Time To Wake Up To Altered Carbon
Full disclosure: I’ve only seen the first episode of Altered Carbon. I’ve already begun the second, but in the interest of being open, that’s the truth. I am a new player to this game. Awakened to a more technologically advanced world.
Which, if you have not gotten my reference by now, is a rather fitting state to be regarding Altered Carbon. Now, let me say, I am not—not even a little—an easy movie and television show viewer to please. I can find plenty passable, but to truly excite me you need to do some fantastic stuff or pander to my specific tastes.
And, while Altered Carbon does include a violent battle set to lively jazz and deals with the kind of cyberpunk transhumanism I will force randomly into conversations even if I must do a three-sixty tangent, I think it’s still a good show beyond my biases.
Altered Carbon Might Be This Year’s Stranger Things
I mean, I am not infallible. Edgar Allan Poe as an A.I. with a shotgun makes the critical part of my brain shut down and just eat its popcorn, but, from what I gleaned past my satisfaction, there seems to be a real show here. Something worthy of being on air, with all the other excellent stuff we are getting these days.
Now, that’s not to say it’s perfect.
Altered Carbon, at least in the first episode, suffers from a serious case of technobabble frontloading and exposition. To the show’s credit, by the end I was clear on the meaning and significance on all but two of the myriad of terms (even by episode two I’m not totally clear on one thing), but the show hits hard early with a shotgun of words you have no hope of getting at first. They then also clean up that problem when necessary with an old shortcut: explaining stuff through info-dump dialogue. Mind you, at most points, the characters are not repeating data that the receiver should already know—but there are a few times where you can see it’s only for the audience.
But, again, there’s a lot to love. Every time something is exposition, it’s fascinating exposition. Throwaway lines hint at a world that would keep philosophy majors talking for hours and technology nuts frothing at the mouth.

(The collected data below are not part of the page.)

// ============================================
// File: crates/vpn-engine/src/services/events.rs
// ============================================
//! # Session Events
//!
//! Observable record of what a `ConnectionSession` is doing.
//!
//! Main Components:
//!   - SessionEvent: Phase start or state change
//!   - SessionEventSender: Cloneable, optionally disabled sender
//!   - EventLogger: Background task that logs events until shutdown
//!
//! ⚠️ Important Note for Next Developer:
//!   - Sending never blocks, a full channel drops the event
//!   - The session logs transitions itself, subscribers are optional
//!
//! Last Modified: v0.1.0 - Initial session events
// ============================================

use tokio::sync::{broadcast, mpsc};
use tracing::{debug, info};

use vpn_common::ServerId;

use super::session::{SessionPhase, SessionState};

/// Default channel capacity for event subscribers.
pub const EVENT_CHANNEL_CAPACITY: usize = 64;

/// Something observable that happened in a session.
#[derive(Debug, Clone, PartialEq, Eq)]
pub enum SessionEvent {
    /// The session moved between states.
    StateChanged {
        /// Previous state
        from: SessionState,
        /// New state
        to: SessionState,
        /// Target server, if any
        target: Option<ServerId>,
    },
    /// A connect or teardown phase started.
    PhaseStarted {
        /// Phase about to run
        phase: SessionPhase,
        /// Target server
        target: ServerId,
    },
}

/// Cloneable sender for session events.
///
/// A disabled sender discards everything.
#[derive(Debug, Clone)]
pub struct SessionEventSender {
    tx: Option<mpsc::Sender<SessionEvent>>,
}

impl SessionEventSender {
    /// Creates a new enabled sender with the given channel.
    #[must_use]
    pub fn new(tx: mpsc::Sender<SessionEvent>) -> Self {
        Self { tx: Some(tx) }
    }

    /// Creates a disabled sender that discards all events.
    #[must_use]
    pub fn disabled() -> Self {
        Self { tx: None }
    }

    /// Creates an enabled sender and its receiving end.
    #[must_use]
    pub fn channel(capacity: usize) -> (Self, mpsc::Receiver<SessionEvent>) {
        let (tx, rx) = mpsc::channel(capacity);
        (Self::new(tx), rx)
    }

    /// Returns `true` if events are delivered somewhere.
    #[must_use]
    pub fn is_enabled(&self) -> bool {
        self.tx.is_some()
    }

    /// Sends a state change event.
    pub fn state_changed(&self, from: SessionState, to: SessionState, target: Option<ServerId>) {
        self.send(SessionEvent::StateChanged { from, to, target });
    }

    /// Sends a phase start event.
    pub fn phase_started(&self, phase: SessionPhase, target: &ServerId) {
        self.send(SessionEvent::PhaseStarted {
            phase,
            target: target.clone(),
        });
    }

    fn send(&self, event: SessionEvent) {
        if let Some(ref tx) = self.tx {
            if tx.try_send(event).is_err() {
                debug!("Session event dropped");
            }
        }
    }
}

impl Default for SessionEventSender {
    fn default() -> Self {
        Self::disabled()
    }
}

/// Background task that logs session events.
pub struct EventLogger {
    event_rx: mpsc::Receiver<SessionEvent>,
}

impl EventLogger {
    /// Creates a new logger and returns the sender feeding it.
    #[must_use]
    pub fn new() -> (Self, SessionEventSender) {
        let (tx, rx) = SessionEventSender::channel(EVENT_CHANNEL_CAPACITY);
        (Self { event_rx: rx }, tx)
    }

    /// Runs until shutdown or until every sender is gone.
    pub async fn run(mut self, mut shutdown: broadcast::Receiver<()>) {
        debug!("Event logger started");
        loop {
            tokio::select! {
                _ = shutdown.recv() => { debug!("Event logger stopping"); break; }
                event = self.event_rx.recv() => match event {
                    Some(SessionEvent::StateChanged { from, to, target }) => {
                        info!(from = %from, to = %to, target = ?target, "Session event: state changed");
                    }
                    Some(SessionEvent::PhaseStarted { phase, target }) => {
                        info!(phase = %phase, target = %target, "Session event: phase started");
                    }
                    None => break,
                },
            }
        }
    }
}
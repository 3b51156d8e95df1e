// ============================================
// File: crates/vpn-directory/src/cache.rs
// ============================================
//! # Directory Cache Store
//!
//! ## Creation Reason
//! Keeps the last successfully fetched directory on disk so `list` works
//! without network access.
//!
//! ## Main Functionality
//! - `DirectoryCache::save`: Atomic replace (temp file + rename)
//! - `DirectoryCache::try_load`: Path search with typed errors
//! - `DirectoryCache::load`: Degraded load, placeholder on any failure
//!
//! ## Search Order
//! ```text
//! <dir>/<file>        (primary, also the save target)
//! <dir>/../<file>     (fallback)
//! ```
//!
//! ## ⚠️ Important Note for Next Developer
//! - The file is exactly a JSON array of records, no envelope
//! - The temp file must live in the target directory, rename is only
//!   atomic within one filesystem
//!
//! ## Last Modified
//! v0.1.0 - Initial cache store

use std::io::Write;
use std::path::{Path, PathBuf};

use tempfile::NamedTempFile;
use tracing::{debug, info, warn};

use crate::error::{DirectoryError, Result};
use crate::record::DirectoryRecord;

/// Default cache file name.
pub const DEFAULT_CACHE_FILE: &str = "servers.json";

// ============================================
// DirectoryCache
// ============================================

/// On-disk store for the last known-good directory.
#[derive(Debug, Clone)]
pub struct DirectoryCache {
    candidates: Vec<PathBuf>,
}

impl DirectoryCache {
    /// Creates a cache rooted at `dir`, with a parent-directory fallback.
    pub fn new(dir: impl AsRef<Path>, file_name: &str) -> Self {
        let dir = dir.as_ref();
        Self {
            candidates: vec![dir.join(file_name), dir.join("..").join(file_name)],
        }
    }

    /// Creates a cache with an explicit search list. The first path is
    /// the save target.
    ///
    /// # Panics
    /// Panics if `candidates` is empty.
    pub fn with_candidates(candidates: Vec<PathBuf>) -> Self {
        assert!(!candidates.is_empty(), "cache needs at least one path");
        Self { candidates }
    }

    /// Path written by [`save`](Self::save).
    #[must_use]
    pub fn primary_path(&self) -> &Path {
        &self.candidates[0]
    }

    /// Paths searched by [`load`](Self::load), in order.
    #[must_use]
    pub fn candidates(&self) -> &[PathBuf] {
        &self.candidates
    }

    /// Loads the first readable, parseable candidate.
    ///
    /// # Errors
    /// - `CacheNotFound` if no candidate exists
    /// - The error of the last candidate that existed but could not be used
    pub fn try_load(&self) -> Result<Vec<DirectoryRecord>> {
        let mut last_error = None;

        for path in &self.candidates {
            if !path.is_file() {
                continue;
            }
            match read_records(path) {
                Ok(records) => {
                    debug!(path = %path.display(), count = records.len(), "Directory cache loaded");
                    return Ok(records);
                }
                Err(e) => {
                    warn!(path = %path.display(), error = %e, "Skipping unusable directory cache");
                    last_error = Some(e);
                }
            }
        }

        Err(last_error.unwrap_or_else(|| DirectoryError::CacheNotFound {
            searched: self.candidates.clone(),
        }))
    }

    /// Loads the cached directory, or the single placeholder record if no
    /// candidate can be used.
    #[must_use]
    pub fn load(&self) -> Vec<DirectoryRecord> {
        match self.try_load() {
            Ok(records) => records,
            Err(e) => {
                debug!(error = %e, "Falling back to placeholder directory");
                vec![DirectoryRecord::placeholder()]
            }
        }
    }

    /// Replaces the cache content with `records`.
    ///
    /// Readers see either the previous file or the new one, never a
    /// partial write.
    ///
    /// # Errors
    /// Returns `Io` if the directory, temp file or rename fails.
    pub fn save(&self, records: &[DirectoryRecord]) -> Result<()> {
        let path = self.primary_path();
        let parent = match path.parent() {
            Some(p) if !p.as_os_str().is_empty() => p,
            _ => Path::new("."),
        };

        std::fs::create_dir_all(parent)
            .map_err(|e| DirectoryError::io(format!("creating {}", parent.display()), e))?;

        let json = serde_json::to_vec(records)
            .map_err(|e| DirectoryError::io("serializing directory", e.into()))?;

        let mut tmp = NamedTempFile::new_in(parent)
            .map_err(|e| DirectoryError::io(format!("creating temp file in {}", parent.display()), e))?;
        tmp.write_all(&json)
            .and_then(|()| tmp.as_file().sync_all())
            .map_err(|e| DirectoryError::io("writing directory cache", e))?;
        tmp.persist(path)
            .map_err(|e| DirectoryError::io(format!("replacing {}", path.display()), e.error))?;

        info!(path = %path.display(), count = records.len(), "Directory cache saved");
        Ok(())
    }
}

impl Default for DirectoryCache {
    fn default() -> Self {
        Self::new(".", DEFAULT_CACHE_FILE)
    }
}

fn read_records(path: &Path) -> Result<Vec<DirectoryRecord>> {
    let content = std::fs::read_to_string(path)
        .map_err(|e| DirectoryError::io(format!("reading {}", path.display()), e))?;
    serde_json::from_str(&content).map_err(|e| DirectoryError::cache_parse(path, e.to_string()))
}

// ============================================
// Tests
// ============================================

Altered Carbon Captures The Joys Of Science Fiction
And, the show also gets right the one thing you must get right: characters. Sure, the main man is an anti-hero superhero, one leaning a bit too hard on the “Marty Stu” side of things, but he’s fun despite that—and, surprisingly, more a Sherlock-like character than you’d initially expect. He solves his problems with wit and muscles together—not just a punch here and a punch there.
As to the supporting cast, there’s a definite level of trope-ness in the first episode, but the actors deliver it so well they get depth anyway. In fact, too much energy is going into some of them for me to think they will remain so simplistic by the third episode.
And I am, for sure, watching that third episode.
Like I said, this show’s trappings are my weakness, and the second episode promises a closer look at A.I.s, which is just another thing for me to gush about.
If you even remotely like cyberpunk settings, if lasers and action, and heavy, well-explored sci-fi concepts make you excited (and you’re also over 18, it’s an MA show for a reason) then give Altered Carbon a chance. Netflix continues to put out awesome stuff, and this will be something people will be talking and thinking about for a long time.